Les îles Spratley, petit archipel de 14 îles, apparaissent comme le lieu où tout converge. Pékin y construit des atolls superficiels depuis 2013, sans prendre en compte aucune norme environnementale, afin de renforcer sa présence et de faire émerger l’idée que sa souveraineté maritime est légitime. Les Philippines ont donc multiplié les protestations et recours diplomatiques contre la Chine, ce qui n’a pas arrêté l’appétit de Xi Jinping. De plus, depuis l'arrivée de Ferdinand Marcos au pouvoir en juin 2022, les relations entre les deux pays se sont sérieusement dégradées. L’incident du "Sierra Madre" et son ravitaillement poursuivi par le président Marcos en est un parfait exemple : ce vieux navire militaire a été intentionnellement échoué en 1999 sur un récif des Spratley pour y établir une base militaire et poser des problèmes à la Chine.
Un réarmement croissant : simple dissuasion ou volonté de puissance ?
Dans ce contexte géopolitique tendu, les dirigeants chinois ont décidé de continuer à augmenter leur budget de défense, de 7% pour l'année prochaine, qui s’élèvera désormais à 232 milliards de dollars. Le budget naval chinois a ainsi été multiplié par huit en moins de 20 ans. Il répond clairement à l’objectif politico-militaire exprimé par le président Xi Jinping en 2017 : « faire de la Chine une armée de classe mondiale à l’horizon 2050 ». Désormais, la marine militaire chinoise est la première du monde en nombre d’unités, possède 3 porte-avions et compte en avoir 6 uniquement pour la mer de Chine.
L'Indopacifique est la région où les dépenses militaires ont le plus fortement augmenté dans les deux dernières décennies par rapport au reste du monde, de plus de 140 % : la plupart des marines ont connu un développement fulgurant, avec aux premières loges la Chine et la Corée du sud. De plus, cette phase de militarisation touche tous les pays et concerne désormais même principalement d'autres pays émergents de la région, à savoir l’Indonésie, la Malaisie, Singapour, la Thaïlande et le Vietnam. Ceci est lié aux tensions en mer de Chine et à la peur du voisin chinois. Ces pays ont presque doublé leurs dépenses militaires en une vingtaine d’années. Ce réarmement est d’abord quantitatif, avec des augmentations impressionnantes du nombre de bâtiments, mais s’accompagne aussi d’une amélioration qualitative avec la production d’unités plus lourdes, polyvalentes et une recherche d’innovations dans tous les domaines (drones, sous-marins, unités, ...). L’un des meilleurs symboles d’une marine moderne et diversifiée en Asie du Sud-Est est la Marine de la République de Singapour (RSN) qui dispose à la fois de frégates, patrouilleurs, corvettes, sous-marins, et d’hélicoptères maritimes.

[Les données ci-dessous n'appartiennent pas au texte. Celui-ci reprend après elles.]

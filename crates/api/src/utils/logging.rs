use std::future::Future;
use std::time::{Duration, Instant};

use tracing::{info, warn};
use zeitlog_domain::{Result, ZeitlogError};

/// Log the outcome of a command execution with structured fields.
///
/// # Parameters
/// * `command` - Logical command identifier (e.g. `"entries::create"`).
/// * `elapsed` - Duration the command execution took.
/// * `success` - Whether the command completed successfully.
///
/// The helper keeps the route handlers concise and the log shape uniform.
/// Callers must avoid forwarding sensitive values in `command`.
#[inline]
pub fn log_command_execution(command: &str, elapsed: Duration, success: bool) {
    let duration_ms = elapsed.as_millis() as u64;

    if success {
        info!(command, duration_ms, "command_execution_success");
    } else {
        warn!(command, duration_ms, "command_execution_failure");
    }
}

/// Convert a `ZeitlogError` into a stable label suitable for logging.
#[inline]
pub fn error_label(error: &ZeitlogError) -> &'static str {
    match error {
        ZeitlogError::Database(_) => "database",
        ZeitlogError::Config(_) => "config",
        ZeitlogError::Network(_) => "network",
        ZeitlogError::NotFound(_) => "not_found",
        ZeitlogError::InvalidInput(_) => "invalid_input",
        ZeitlogError::Conflict(_) => "conflict",
        ZeitlogError::Internal(_) => "internal",
    }
}

/// Run a command future, timing it and logging its outcome.
pub async fn run_logged<T, F>(command: &str, operation: F) -> Result<T>
where
    F: Future<Output = Result<T>>,
{
    let start = Instant::now();
    let result = operation.await;
    let elapsed = start.elapsed();

    log_command_execution(command, elapsed, result.is_ok());
    if let Err(err) = &result {
        warn!(command, error = %err, error_type = error_label(err), "command failed");
    }
    result
}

Autre fait notoire : le réarmement croissant du Japon et la sortie de sa doctrine historique. Le Japon, accueillant de nombreuses bases américaines et sous le parapluie nucléaire de Washington du fait de sa Constitution pacifiste de 1947, n'est pas censé disposer lui-même d'une armée : ses investissements militaires sont théoriquement limités à des moyens défensifs. Cependant, depuis décembre 2022, Tokyo compte notamment améliorer les capacités de ses missiles, se doter de drones armés et développer des missiles hypersoniques. Ce changement d'attitude du Japon symbolise bien cette cristallisation croissante de la région, pouvant atteindre un point de non-retour.
La dépendance commerciale des pays de la région envers la Chine apparaît comme étant le seul lien qui unit les pays concernés : l’intégration économique régionale a pleinement son rôle à jouer dans la voie de l’apaisement.

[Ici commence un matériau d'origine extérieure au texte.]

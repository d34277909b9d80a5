//! SQLite persistence: pool management and repository adapters

mod appointment_repository;
mod entry_repository;
mod manager;
mod project_repository;
mod push_token_repository;
mod task_repository;
mod timer_repository;

pub use appointment_repository::SqliteAppointmentRepository;
pub use entry_repository::SqliteEntryRepository;
pub use manager::DbManager;
pub use project_repository::SqliteProjectRepository;
pub use push_token_repository::SqlitePushTokenRepository;
pub use task_repository::SqliteTaskRepository;
pub use timer_repository::SqliteTimerRepository;
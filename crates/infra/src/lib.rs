//! # Zeitlog Infra
//!
//! Infrastructure adapters behind the core ports:
//! - SQLite persistence (rusqlite + r2d2 pool)
//! - HTTP push delivery (reqwest)
//! - Cron-driven alarm sweeps (tokio-cron-scheduler)
//! - Configuration loading (env + file probing)
//! - CSV export sink

pub mod config;
pub mod database;
pub mod errors;
pub mod export;
pub mod push;
pub mod scheduling;

pub use config::load_config;
pub use database::{
    DbManager, SqliteAppointmentRepository, SqliteEntryRepository, SqlitePushTokenRepository,
    SqliteProjectRepository, SqliteTaskRepository, SqliteTimerRepository,
};
pub use errors::InfraError;
pub use push::HttpPushNotifier;
pub use scheduling::{AlarmScheduler, AlarmSchedulerConfig, SchedulerError};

Le théâtre de l’escalade sino-américaine ?
Si le « piège de Thucydide » ne s’est pas encore refermé, c’est parce que les tensions persistent au sein du duopole sino-américain. La Mer de Chine apparaît comme le nouveau théâtre de cette rivalité. Les pays semblent devoir s’aligner de plus en plus, par nécessité stratégique, comme le montre le rapprochement Etats-Unis/Philippines, Etats-Unis/Corée du Sud ou même le redémarrage du QUAD en 2017. L’Asie se divise en deux autour de cet endroit, désormais crucial pour les deux superpuissances.

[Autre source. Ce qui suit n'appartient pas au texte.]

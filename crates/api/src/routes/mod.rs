//! HTTP routes - outer surface over the core services

mod calendar;
mod entries;
mod error;
mod health;
mod projects;
mod push;
mod reports;
mod tasks;
mod timer;

use std::sync::Arc;

use axum::routing::{delete, get, post, put};
use axum::Router;

use crate::context::AppContext;

pub use error::{ApiError, ApiResult};

/// Build the application router over a shared context.
pub fn router(ctx: Arc<AppContext>) -> Router {
    Router::new()
        .route("/health", get(health::health))
        .route("/entries", get(entries::list).post(entries::create))
        .route("/entries/{id}", put(entries::update).delete(entries::remove))
        .route("/reports/stats", get(reports::stats))
        .route("/reports/blocks", get(reports::blocks))
        .route("/reports/export.csv", get(reports::export_csv))
        .route("/projects", get(projects::list).post(projects::create))
        .route("/projects/{name}", put(projects::rename).delete(projects::remove))
        .route("/tasks", get(tasks::list).post(tasks::create))
        .route("/tasks/buckets", get(tasks::buckets))
        .route("/tasks/{id}", put(tasks::update).delete(tasks::remove))
        .route("/tasks/{id}/toggle", post(tasks::toggle))
        .route("/appointments", get(calendar::list).post(calendar::create))
        .route("/appointments/{id}", put(calendar::update).delete(calendar::remove))
        .route("/calendar/import", post(calendar::import))
        .route("/timer", get(timer::current))
        .route("/timer/start", post(timer::start))
        .route("/timer/stop", post(timer::stop))
        .route("/timer/reset", post(timer::reset))
        .route("/push/tokens", post(push::register))
        .route("/push/tokens/{token}", delete(push::remove))
        .route("/alarms/sweep", post(push::sweep))
        .with_state(ctx)
}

De plus, la question de Taïwan reste centrale sur de nombreux aspects, notamment autour du commerce qui passe par le détroit de Formose et les semi-conducteurs de TSMC. La Chine entend étendre son territoire jusqu’à l’île de manière assumée, avant 2049 pour les 100 ans de la République populaire de Chine. Taïwan espère profiter du parapluie nucléaire américain, surtout après que Joe Biden a annoncé que les États-Unis apporteraient leur soutien en cas d’invasion chinoise. Dès lors, la mer de Chine apparaît comme source de conflits, lieu où s’entrechoquent l’influence américaine en Asie du Sud-Est (pivot stratégique prônée par Obama depuis 2011) et l’expansionnisme chinois dans sa quête d’hégémonie. Les instances internationales sont paralysées devant la situation comme le montre la réaction de rejet total par la Chine de l’arbitrage de La Haye de 2016, et les droits de véto au Conseil de sécurité ne pourront qu’être un obstacle aux réformes ou tentatives de négociations.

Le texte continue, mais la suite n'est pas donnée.